The method of claim 7, wherein a first transfer module and a second transfer module are provided for transfer of the substrate between the transfer means in the cassette station and the second substrate transfer means,

Transferring the substrate, which has been processed by the processing station, to the cassette by the transfer means;

Removing the substrate from the cassette and transferring the substrate to the first transfer module;

A method of controlling the coating and developing apparatus, comprising the step of transferring the substrate whose inspection has been completed to the cassette by the transfer means from the second transfer module.

9. The method of claim 8, wherein the substrate transferred to the first transfer module is a substrate taken out from a cassette conveyed for inspection from the exterior of the coating and developing apparatus.

10. The method of claim 8, wherein the substrate delivered to the first transfer module is a substrate processed at a processing station.

The transfer means in the cassette station is capable of transferring the substrate once to either of the first or second transfer modules within the cycle time.
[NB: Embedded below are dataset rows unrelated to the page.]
// Copyright 2025 HyperZoekt Project
// Derived from sourcegraph/zoekt (https://github.com/sourcegraph/zoekt)
// Copyright 2016 Google Inc. All rights reserved.
//
// Licensed under the Apache License, Version 2.0 (the "License");
// you may not use this file except in compliance with the License.
// You may obtain a copy of the License at
//
//     http://www.apache.org/licenses/LICENSE-2.0
//
// Unless required by applicable law or agreed to in writing, software
// distributed under the License is distributed on an "AS IS" BASIS,
// WITHOUT WARRANTIES OR CONDITIONS OF ANY KIND, either express or implied.
// See the License for the specific language governing permissions and
// limitations under the License.

use memmap2::Mmap;
use serde::{Deserialize, Serialize, Serializer};
use std::collections::HashMap;
use std::fmt;
use std::ops::{Deref, Range};
use std::sync::Arc;
use std::time::Duration;

/// Byte buffer carried by search results.
///
/// Shards hand out `Mapped` slices that point straight into their memory map.
/// The map is reference counted, so a slice never dangles, but it pins the
/// whole shard file until it is detached with [`ShardBytes::detach`].
#[derive(Clone)]
pub enum ShardBytes {
    Owned(Vec<u8>),
    Mapped { map: Arc<Mmap>, range: Range<usize> },
}

impl ShardBytes {
    pub fn mapped(map: Arc<Mmap>, range: Range<usize>) -> Self {
        ShardBytes::Mapped { map, range }
    }

    pub fn as_slice(&self) -> &[u8] {
        match self {
            ShardBytes::Owned(v) => v,
            ShardBytes::Mapped { map, range } => &map[range.clone()],
        }
    }

    pub fn is_mapped(&self) -> bool {
        matches!(self, ShardBytes::Mapped { .. })
    }

    /// Replace a mapped slice with an owned copy of its bytes.
    pub fn detach(&mut self) {
        if let ShardBytes::Mapped { .. } = self {
            *self = ShardBytes::Owned(self.as_slice().to_vec());
        }
    }
}

impl Default for ShardBytes {
    fn default() -> Self {
        ShardBytes::Owned(Vec::new())
    }
}

impl Deref for ShardBytes {
    type Target = [u8];

    fn deref(&self) -> &[u8] {
        self.as_slice()
    }
}

impl PartialEq for ShardBytes {
    fn eq(&self, other: &Self) -> bool {
        self.as_slice() == other.as_slice()
    }
}

impl fmt::Debug for ShardBytes {
    fn fmt(&self, f: &mut fmt::Formatter<'_>) -> fmt::Result {
        write!(f, "{:?}", String::from_utf8_lossy(self.as_slice()))
    }
}

impl From<Vec<u8>> for ShardBytes {
    fn from(v: Vec<u8>) -> Self {
        ShardBytes::Owned(v)
    }
}

impl From<&[u8]> for ShardBytes {
    fn from(v: &[u8]) -> Self {
        ShardBytes::Owned(v.to_vec())
    }
}

impl From<&str> for ShardBytes {
    fn from(v: &str) -> Self {
        ShardBytes::Owned(v.as_bytes().to_vec())
    }
}

impl Serialize for ShardBytes {
    fn serialize<S: Serializer>(&self, s: S) -> Result<S::Ok, S::Error> {
        s.serialize_str(&String::from_utf8_lossy(self.as_slice()))
    }
}

/// An indexed branch: a name combined with a version.
#[derive(Debug, Clone, Default, PartialEq, Eq, Serialize, Deserialize)]
#[serde(default)]
pub struct RepositoryBranch {
    pub name: String,
    pub version: String,
}

/// Repository metadata as stored in a shard.
#[derive(Debug, Clone, Default, PartialEq, Serialize, Deserialize)]
#[serde(default)]
pub struct Repository {
    pub id: u32,
    pub name: String,
    pub url: String,
    pub branches: Vec<RepositoryBranch>,
    /// Free-form configuration; `priority` feeds shard ranking.
    pub raw_config: HashMap<String, String>,
    pub file_url_template: String,
    pub line_fragment_template: String,
    pub has_symbols: bool,
    pub tombstone: bool,
}

impl Repository {
    pub fn new(id: u32, name: impl Into<String>) -> Self {
        Self {
            id,
            name: name.into(),
            ..Default::default()
        }
    }

    pub fn with_priority(mut self, priority: f64) -> Self {
        self.raw_config
            .insert("priority".to_string(), priority.to_string());
        self
    }

    /// Priority parsed from `raw_config["priority"]`, 0 when absent or malformed.
    pub fn priority(&self) -> f64 {
        self.raw_config
            .get("priority")
            .and_then(|p| p.parse::<f64>().ok())
            .unwrap_or(0.0)
    }

    /// Merge the fields that may change without re-indexing (raw config and
    /// URL templates). Returns true if anything changed. Metadata for a
    /// different repository is ignored.
    pub fn merge_mutable(&mut self, other: &Repository) -> bool {
        if self.name != other.name || self.id != other.id {
            return false;
        }
        let mut mutated = false;
        for (k, v) in &other.raw_config {
            if self.raw_config.get(k) != Some(v) {
                self.raw_config.insert(k.clone(), v.clone());
                mutated = true;
            }
        }
        for (dst, src) in [
            (&mut self.url, &other.url),
            (&mut self.file_url_template, &other.file_url_template),
            (&mut self.line_fragment_template, &other.line_fragment_template),
        ] {
            if !src.is_empty() && dst != src {
                *dst = src.clone();
                mutated = true;
            }
        }
        mutated
    }
}

/// Why an aggregated batch was flushed downstream.
#[derive(Debug, Clone, Copy, PartialEq, Eq, Serialize)]
#[serde(rename_all = "snake_case")]
pub enum FlushReason {
    TimerExpired,
    FinalFlush,
}

impl fmt::Display for FlushReason {
    fn fmt(&self, f: &mut fmt::Formatter<'_>) -> fmt::Result {
        match self {
            FlushReason::TimerExpired => write!(f, "timer_expired"),
            FlushReason::FinalFlush => write!(f, "final_flush"),
        }
    }
}

/// Counters describing the work done for a search. Every field is a plain
/// sum so batches can be aggregated with [`Stats::add`].
#[derive(Debug, Clone, Default, PartialEq, Serialize)]
pub struct Stats {
    /// Amount of I/O for reading contents.
    pub content_bytes_loaded: u64,
    /// Amount of I/O for reading from the index.
    pub index_bytes_loaded: u64,
    /// Number of shards that crashed (or results possibly missing while loading).
    pub crashes: usize,
    pub duration: Duration,
    /// Number of files containing a match.
    pub file_count: usize,
    pub shard_files_considered: usize,
    pub files_considered: usize,
    pub files_loaded: usize,
    /// Candidate files skipped because enough matches were gathered.
    pub files_skipped: usize,
    pub shards_scanned: usize,
    /// Shards not processed because the query was cancelled.
    pub shards_skipped: usize,
    pub shards_skipped_filter: usize,
    /// Number of non-overlapping matches.
    pub match_count: usize,
    pub ngram_matches: usize,
    pub ngram_lookups: usize,
    /// Time spent queued in the scheduler.
    pub wait: Duration,
    pub regexps_considered: usize,
    pub flush_reason: Option<FlushReason>,
}

impl Stats {
    pub fn add(&mut self, o: &Stats) {
        self.content_bytes_loaded += o.content_bytes_loaded;
        self.index_bytes_loaded += o.index_bytes_loaded;
        self.crashes += o.crashes;
        self.duration += o.duration;
        self.file_count += o.file_count;
        self.shard_files_considered += o.shard_files_considered;
        self.files_considered += o.files_considered;
        self.files_loaded += o.files_loaded;
        self.files_skipped += o.files_skipped;
        self.shards_scanned += o.shards_scanned;
        self.shards_skipped += o.shards_skipped;
        self.shards_skipped_filter += o.shards_skipped_filter;
        self.match_count += o.match_count;
        self.ngram_matches += o.ngram_matches;
        self.ngram_lookups += o.ngram_lookups;
        self.wait += o.wait;
        self.regexps_considered += o.regexps_considered;

        // The first flush reason sticks when aggregating several batches.
        if self.flush_reason.is_none() {
            self.flush_reason = o.flush_reason;
        }
    }

    pub fn is_zero(&self) -> bool {
        let mut zeroed = self.clone();
        zeroed.flush_reason = None;
        zeroed == Stats::default()
    }
}

/// Global progress of a running query, used by callers to reorder results
/// once they are known to be stable.
#[derive(Debug, Clone, Copy, Default, PartialEq)]
pub struct Progress {
    /// Priority of the shard that produced this batch.
    pub priority: f64,
    /// Highest priority among shards still being searched. Decreases
    /// monotonically over the batches of one request.
    pub max_pending_priority: f64,
}

#[derive(Debug, Clone, Default, PartialEq, Serialize)]
pub struct LineFragmentMatch {
    /// Offset within the line.
    pub line_offset: usize,
    /// Offset within the file.
    pub offset: u32,
    pub match_length: usize,
}

#[derive(Debug, Clone, Default, PartialEq, Serialize)]
pub struct LineMatch {
    pub line: ShardBytes,
    pub line_start: usize,
    pub line_end: usize,
    pub line_number: usize,
    #[serde(skip_serializing_if = "Option::is_none")]
    pub before: Option<ShardBytes>,
    #[serde(skip_serializing_if = "Option::is_none")]
    pub after: Option<ShardBytes>,
    /// The match was on the file name rather than the content.
    pub file_name: bool,
    pub score: f64,
    pub fragments: Vec<LineFragmentMatch>,
}

#[derive(Debug, Clone, Default, PartialEq, Serialize)]
pub struct FileMatch {
    pub file_name: String,
    pub repository: String,
    pub repository_id: u32,
    pub repository_priority: f64,
    pub branches: Vec<String>,
    pub language: String,
    pub score: f64,
    pub line_matches: Vec<LineMatch>,
    /// Whole file content, only set when `SearchOptions::whole` is requested.
    #[serde(skip_serializing_if = "Option::is_none")]
    pub content: Option<ShardBytes>,
}

#[derive(Debug, Clone, Default, PartialEq, Serialize)]
pub struct SearchResult {
    pub stats: Stats,
    // -inf cannot be encoded in JSON
    #[serde(skip)]
    pub progress: Progress,
    pub files: Vec<FileMatch>,
    /// Repository name to file URL template.
    pub repo_urls: HashMap<String, String>,
    /// Repository name to line fragment template.
    pub line_fragments: HashMap<String, String>,
}

impl SearchResult {
    pub fn match_count(&self) -> usize {
        self.files
            .iter()
            .map(|f| f.line_matches.len().max(1))
            .sum()
    }
}

/// Sort file matches by descending score. The sort is stable so equally
/// scored files keep their shard order.
pub fn sort_files(files: &mut [FileMatch]) {
    files.sort_by(|a, b| b.score.total_cmp(&a.score));
}

/// Detach every byte buffer in the result from shard memory.
pub fn copy_files(sr: &mut SearchResult) {
    for f in &mut sr.files {
        if let Some(c) = f.content.as_mut() {
            c.detach();
        }
        for lm in &mut f.line_matches {
            lm.line.detach();
            if let Some(b) = lm.before.as_mut() {
                b.detach();
            }
            if let Some(a) = lm.after.as_mut() {
                a.detach();
            }
        }
    }
}

#[derive(Debug, Clone, Default, PartialEq)]
pub struct SearchOptions {
    /// Return the whole file content.
    pub whole: bool,
    /// Stop processing a shard after this many non-overlapping matches.
    pub shard_max_match_count: usize,
    /// Stop dispatching shards once this many matches were found across shards.
    pub total_max_match_count: usize,
    /// Abort the search after this much time. Zero disables the budget.
    pub max_wall_time: Duration,
    /// Collate and sort results for up to this long before streaming. Zero
    /// streams every batch immediately.
    pub flush_wall_time: Duration,
    /// Truncate the number of files after collating and sorting.
    pub max_doc_display_count: usize,
    /// Truncate the number of line matches after collating and sorting.
    pub max_match_display_count: usize,
    /// Lines of context to attach before and after each matched line.
    pub num_context_lines: usize,
}

// Succinct form for logs: only non-default fields are printed.
impl fmt::Display for SearchOptions {
    fn fmt(&self, f: &mut fmt::Formatter<'_>) -> fmt::Result {
        write!(f, "SearchOptions{{ ")?;
        for (name, v) in [
            ("ShardMaxMatchCount", self.shard_max_match_count),
            ("TotalMaxMatchCount", self.total_max_match_count),
            ("MaxDocDisplayCount", self.max_doc_display_count),
            ("MaxMatchDisplayCount", self.max_match_display_count),
            ("NumContextLines", self.num_context_lines),
        ] {
            if v != 0 {
                write!(f, "{}={} ", name, v)?;
            }
        }
        for (name, d) in [
            ("MaxWallTime", self.max_wall_time),
            ("FlushWallTime", self.flush_wall_time),
        ] {
            if !d.is_zero() {
                write!(f, "{}={:?} ", name, d)?;
            }
        }
        if self.whole {
            write!(f, "Whole ")?;
        }
        write!(f, "}}")
    }
}

#[derive(Debug, Clone, Default, PartialEq, Serialize)]
pub struct RepoStats {
    pub repos: usize,
    pub shards: usize,
    pub documents: usize,
    pub index_bytes: u64,
    pub content_bytes: u64,
    pub new_lines_count: u64,
    pub default_branch_new_lines_count: u64,
    pub other_branches_new_lines_count: u64,
}

impl RepoStats {
    pub fn add(&mut self, o: &RepoStats) {
        // repos is deliberately not summed: a repository may span shards.
        self.shards += o.shards;
        self.documents += o.documents;
        self.index_bytes += o.index_bytes;
        self.content_bytes += o.content_bytes;
        self.new_lines_count += o.new_lines_count;
        self.default_branch_new_lines_count += o.default_branch_new_lines_count;
        self.other_branches_new_lines_count += o.other_branches_new_lines_count;
    }
}

#[derive(Debug, Clone, Default, PartialEq, Serialize)]
pub struct RepoListEntry {
    pub repository: Repository,
    pub stats: RepoStats,
}

#[derive(Debug, Clone, Default, PartialEq, Serialize)]
pub struct MinimalRepoListEntry {
    pub has_symbols: bool,
    pub branches: Vec<RepositoryBranch>,
    pub index_time_unix: i64,
}

#[derive(Debug, Clone, Default, PartialEq, Serialize)]
pub struct RepoList {
    pub repos: Vec<RepoListEntry>,
    pub repos_map: HashMap<u32, MinimalRepoListEntry>,
    pub crashes: usize,
    /// Aggregate stats of all repositories matching the query.
    pub stats: RepoStats,
}

/// Which field of [`RepoList`] a `List` call populates.
#[derive(Debug, Clone, Copy, Default, PartialEq, Eq)]
pub enum RepoListField {
    #[default]
    Repos,
    ReposMap,
}

#[derive(Debug, Clone, Copy, Default, PartialEq, Eq)]
pub struct ListOptions {
    pub field: RepoListField,
}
Coating and control method of the developing apparatus.

The substrate according to any one of claims 7 to 10, wherein the substrate from the cassette station is transferred by the second substrate conveying means to the processing module of the processing station,

The step of delivering the substrate to the inspection module is performed during the time when the second substrate conveying means does not convey the substrate between the cassette station and the processing station during the cycle time period. Way.

The computer program is a storage medium for carrying out the method for controlling the coating and developing apparatus according to any one of claims 8 to 10.